"I dare say. They've probably seen you, too. The elder is Mrs. Bayford, sister of Mr. Grimston, my uncle's partner in Paris. The girl is Marion Grimston, his daughter."

"I remember perfectly now. They used to come to our charity sales, and—and—anything of that kind."

Pruyn laughed.

"Anything, you mean, that was open to all comers. Mrs. Grimston would be flattered."

"I didn't mean to speak slightingly," she hastened to say. "There were plenty of nice people in Paris whom I didn't know."

"And plenty, I imagine, who thought you ought to have known them. Mrs. Grimston, and Mrs. Bayford, too, would have been among that number."

"Well, you see I do know them—by sight. I recall Miss Grimston especially. She's so handsome."
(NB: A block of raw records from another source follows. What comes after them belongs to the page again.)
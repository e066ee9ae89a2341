//! `<-- E` blocks of .geom and .md trajectories

use std::io::BufRead;

use log::debug;
use xtal::{ANGBOHR, Atom, Lattice};

use crate::{
    AtomSetCollection, Config, ParseError, lines::LineReader,
    output::read_energy,
};

/// Read consecutive frames, each starting at a line like
///
/// `-1.8963455e+001   -1.8963455e+001    <-- E`
///
/// followed by `<-- h` lattice vectors and `<-- R` positions, all in atomic
/// units. `lines` should be on the first `<-- E` line.
///
/// In a transition state search (`ts`) the line before each `<-- E` labels
/// the frame as `REA`, `TS`, or `PRO`. That label prefixes the frame name and
/// is matched against the TSTYPE filter. The trajectory flag is only set for
/// .geom and .md files.
pub fn read_trajectories<R: BufRead>(
    lines: &mut LineReader<R>,
    asc: &mut AtomSetCollection,
    config: &Config,
    ts: bool,
) -> Result<(), ParseError> {
    if !ts {
        asc.trajectory = config.single_vibration().is_none();
    }
    let tstype = config.filter.tstype.as_deref();
    while lines.contains("<-- E") {
        let label = lines.prev_line();
        if ts && tstype.is_some_and(|t| !label.contains(t)) {
            debug!("skipping transition state frame labelled `{label}`");
            if !lines.discard_until_contains("<-- E")? {
                break;
            }
            continue;
        }
        asc.realize(config.supercell.as_ref());
        asc.new_atom_set();
        if ts {
            let prefix = label.split_whitespace().next().unwrap_or("-");
            let prefix = format!("{prefix} ");
            read_energy(lines, asc, 0, &prefix);
        } else {
            asc.set_energy(lines.float_field(0)?);
        }
        if !lines.discard_until_contains("<-- h")? {
            break;
        }
        asc.set_space_group("P1");
        let [a, b, c] = lines.read_vectors(true)?;
        asc.set_lattice(Lattice::from_vectors(a, b, c));
        asc.set_fractional(false);
        if !lines.discard_until_contains("<-- R")? {
            break;
        }
        while lines.contains("<-- R") {
            let [x, y, z] = lines.float_fields(2)?;
            let atom =
                Atom::new(lines.field(0)?, x * ANGBOHR, y * ANGBOHR, z * ANGBOHR);
            asc.add_atom(atom);
            lines.next_line()?;
        }
        debug!(
            "read trajectory frame {} with {} atoms",
            asc.len(),
            asc.current().map_or(0, |s| s.atoms.len())
        );
        if !lines.contains("<-- E") {
            lines.discard_until_contains("<-- E")?;
        }
    }
    Ok(())
}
"I shall tell her that to-night."

"To-night?"

"Yes; it's with them that Dorothea and I are dining. The name conveying nothing to you, you probably didn't remember it. The fact is that, as Mrs. Bayford is the sister of my uncle's partner—my partner, too—I make it a point to be very civil to her twice a year—once when I dine with her, and once when she dines with me. The annual festivals have been delayed this season because she has only just returned from a long visit to Japan and India, with Marion in her wake."